Work order: Beginning with the very first line, please reproduce the entries exactly through the line containing "use tracing;".

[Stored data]
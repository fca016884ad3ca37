use crate::error::PackError;
use crate::filter::Exclusions;
use crate::options::{BinaryDetection, PackOptions};
use crate::output::write_record;
use crate::types::{FileOutcome, PackSummary, ScannedFile, SkipReason};
use ignore::{DirEntry, WalkBuilder};
use std::fs::{self, File};
use std::io::{self, BufWriter, Write};
use std::path::{Path, PathBuf};
#[cfg(feature = "logging")]
use tracing;

/// Bytes inspected by the binary detection strategies.
const SNIFF_LEN: usize = 4096;

/// Observer for per-file decisions during a pack run.
pub trait Progress {
    fn included(&mut self, _file: &ScannedFile) {}
    fn skipped(&mut self, _file: &ScannedFile, _reason: &SkipReason) {}
}

impl Progress for () {}

/// Pruned walk that yields the candidate files under a root.
///
/// Within a directory the files come first, then the subdirectories that
/// survive pruning, each group in the order `read_dir` returned it.
struct Walker {
    inner: ignore::Walk,
}
impl Walker {
    fn new(root: &Path, exclusions: &Exclusions) -> Self {
        let mut builder = WalkBuilder::new(root);
        builder
            .standard_filters(false)
            .follow_links(false)
            .sort_by_file_path(|a, b| a.is_dir().cmp(&b.is_dir()));
        let rules = exclusions.clone();
        builder.filter_entry(move |entry| !is_pruned(entry, &rules));
        Self {
            inner: builder.build(),
        }
    }

    /// Next candidate file. Entries that cannot be read are skipped.
    fn next_file(&mut self) -> Option<DirEntry> {
        loop {
            match self.inner.next()? {
                Ok(entry) if is_candidate(&entry) => return Some(entry),
                Ok(_) => continue,
                Err(_err) => {
                    #[cfg(feature = "logging")]
                    tracing::debug!("Skipping unreadable entry: {}", _err);
                    continue;
                }
            }
        }
    }
}

/// Excluded directories are dropped here, before the walker reads them.
fn is_pruned(entry: &DirEntry, rules: &Exclusions) -> bool {
    if entry.depth() == 0 {
        return false;
    }
    let is_dir = entry.file_type().is_some_and(|ft| ft.is_dir());
    is_dir
        && entry
            .file_name()
            .to_str()
            .is_some_and(|name| rules.prunes_dir(name))
}

/// Regular files and symlinks resolving to one.
fn is_candidate(entry: &DirEntry) -> bool {
    match entry.file_type() {
        Some(ft) if ft.is_file() => true,
        Some(ft) if ft.is_symlink() => entry.path().is_file(),
        _ => false,
    }
}

fn display_path(root: &Path, path: &Path) -> PathBuf {
    match path.strip_prefix(root) {
        Ok(relative) => Path::new(".").join(relative),
        Err(_) => path.to_path_buf(),
    }
}

fn read_text(path: &Path, binary_detection: BinaryDetection) -> FileOutcome {
    let bytes = match fs::read(path) {
        Ok(bytes) => bytes,
        Err(e) => return FileOutcome::Skipped(SkipReason::Unreadable(e.to_string())),
    };
    let head = &bytes[..bytes.len().min(SNIFF_LEN)];
    let is_binary = match binary_detection {
        BinaryDetection::None => false,
        BinaryDetection::Simple => head.contains(&0),
        BinaryDetection::Accurate => content_inspector::inspect(head).is_binary(),
    };
    if is_binary {
        return FileOutcome::Skipped(SkipReason::Binary);
    }
    match String::from_utf8(bytes) {
        Ok(text) => FileOutcome::Included(text),
        Err(_) => FileOutcome::Skipped(SkipReason::NotUtf8),
    }
}

/// Depth-first walk over the candidate files under a root.
///
/// A directory's files are visited before any of its subdirectories. Each
/// item carries the decision for that file. Unreadable directories are
/// skipped and the walk continues.
pub struct Scan {
    walker: Walker,
    root: PathBuf,
    exclusions: Exclusions,
    binary_detection: BinaryDetection,
}

impl Scan {
    pub fn new(options: &PackOptions) -> Result<Self, PackError> {
        if !options.root.is_dir() {
            return Err(PackError::InvalidRoot(options.root.clone()));
        }
        let exclusions = options.effective_exclusions();
        let walker = Walker::new(&options.root, &exclusions);
        Ok(Self {
            walker,
            root: options.root.clone(),
            exclusions,
            binary_detection: options.binary_detection,
        })
    }
}

impl Iterator for Scan {
    type Item = ScannedFile;

    fn next(&mut self) -> Option<Self::Item> {
        let path = self.walker.next_file()?.into_path();
        let display = display_path(&self.root, &path);
        let outcome = {
            let name = path
                .file_name()
                .map(|n| n.to_string_lossy())
                .unwrap_or_default();
            match self.exclusions.check_file(&name) {
                Some(reason) => FileOutcome::Skipped(reason),
                None => read_text(&path, self.binary_detection),
            }
        };
        Some(ScannedFile {
            path,
            display,
            outcome,
        })
    }
}

/// Packs `options.root` into the output file.
pub fn pack(options: &PackOptions) -> Result<PackSummary, PackError> {
    pack_with_progress(options, &mut ())
}

/// Like [`pack`], reporting every decision to `progress`.
///
/// A previous output file is deleted before the walk starts. Failing to
/// delete, create or write the output aborts the run.
pub fn pack_with_progress<P: Progress>(
    options: &PackOptions,
    progress: &mut P,
) -> Result<PackSummary, PackError> {
    let scan = Scan::new(options)?;
    let output = options.output_path();
    remove_stale(&output)?;
    let file = File::create(&output).map_err(|e| PackError::io(&output, e))?;
    let mut writer = BufWriter::new(file);
    let summary = write_records(scan, &mut writer, output, progress)?;
    writer
        .flush()
        .map_err(|e| PackError::io(&summary.output, e))?;
    #[cfg(feature = "logging")]
    tracing::debug!(
        "Packed {} files ({} skipped) into {}",
        summary.included,
        summary.skipped,
        summary.output.display()
    );
    Ok(summary)
}

/// Writes the records for `options.root` into `writer`.
///
/// The output file is not touched, but its name stays excluded. The
/// returned summary names `options.output_path()`.
pub fn pack_into<W: Write, P: Progress>(
    options: &PackOptions,
    mut writer: W,
    progress: &mut P,
) -> Result<PackSummary, PackError> {
    let scan = Scan::new(options)?;
    let summary = write_records(scan, &mut writer, options.output_path(), progress)?;
    writer
        .flush()
        .map_err(|e| PackError::io(&summary.output, e))?;
    Ok(summary)
}

fn remove_stale(path: &Path) -> Result<(), PackError> {
    match fs::remove_file(path) {
        Ok(()) => {
            #[cfg(feature = "logging")]
            tracing::debug!("Removed previous output {}", path.display());
            Ok(())
        }
        Err(e) if e.kind() == io::ErrorKind::NotFound => Ok(()),
        Err(e) => Err(PackError::io(path, e)),
    }
}

fn write_records<W: Write, P: Progress>(
    scan: Scan,
    writer: &mut W,
    output: PathBuf,
    progress: &mut P,
) -> Result<PackSummary, PackError> {
    let mut included = 0;
    let mut skipped = 0;
    for file in scan {
        match &file.outcome {
            FileOutcome::Included(content) => {
                write_record(writer, &file.display, content)
                    .map_err(|e| PackError::io(&output, e))?;
                included += 1;
                progress.included(&file);
            }
            FileOutcome::Skipped(reason) => {
                #[cfg(feature = "logging")]
                tracing::debug!("Skipped {}: {:?}", file.display.display(), reason);
                skipped += 1;
                progress.skipped(&file, reason);
            }
        }
    }
    Ok(PackSummary {
        output,
        included,
        skipped,
    })
}
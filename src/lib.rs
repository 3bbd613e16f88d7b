pub mod action;
pub mod cli;
pub mod config;
pub mod flock;
pub mod git;
pub mod model;
pub mod push;
pub mod server;
pub mod webhook;
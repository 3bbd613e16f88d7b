use std::fmt::{self, Display};

use regex_lite::Regex;
use thiserror::Error;

#[derive(Error, Debug, PartialEq, Eq)]
pub enum ParseError {
    #[error("Could not derive a repository name from url `{0}`")]
    UnnamedUrl(String),
    #[error("Invalid url pattern: {0}")]
    Pattern(String),
}

/// Repository name as the forge reports it in event payloads, e.g. `org/repo`.
#[derive(Debug, Clone, PartialEq, Eq, Hash, PartialOrd, Ord)]
pub struct RepositoryName {
    pub value: String,
}

impl RepositoryName {
    pub fn new(value: impl Into<String>) -> Self {
        Self {
            value: value.into(),
        }
    }

    /// Derives the name from a clone url.
    ///
    /// Handles `scheme://host/path` urls, scp-like `user@host:path` urls and
    /// plain filesystem paths. The `.git` suffix and surrounding slashes are
    /// removed from the path.
    pub fn from_url(url: &str) -> Result<Self, ParseError> {
        let re = Regex::new(
            r"^(?:(?P<scheme>[A-Za-z][A-Za-z0-9+.-]*)://(?P<authority>[^/]*)|(?P<scp>[^/:]+):)?(?P<path>.*)$",
        )
        .map_err(|err| ParseError::Pattern(err.to_string()))?;

        let path = re
            .captures(url.trim())
            .and_then(|captures| captures.name("path"))
            .map(|path| path.as_str())
            .unwrap_or_default();

        let path = path.trim_matches('/');
        let path = path.strip_suffix(".git").unwrap_or(path).trim_matches('/');

        if path.is_empty() {
            Err(ParseError::UnnamedUrl(url.to_owned()))
        } else {
            Ok(Self::new(path))
        }
    }
}

impl Display for RepositoryName {
    fn fmt(&self, f: &mut fmt::Formatter<'_>) -> fmt::Result {
        f.write_str(&self.value)
    }
}

impl PartialEq<str> for RepositoryName {
    fn eq(&self, other: &str) -> bool {
        self.value == other
    }
}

Answer space:
repository fca016884ad3ca37
use crate::error::PackError;
use crate::filter::Exclusions;
use crate::options::{BinaryDetection, PackOptions};
use crate::output::write_record;
use crate::types::{FileOutcome, PackSummary, ScannedFile, SkipReason};
use ignore::{DirEntry, WalkBuilder};
use std::fs::{self, File};
use std::io::{self, BufWriter, Write};
use std::path::{Path, PathBuf};
#[cfg(feature = "logging")]
use tracing;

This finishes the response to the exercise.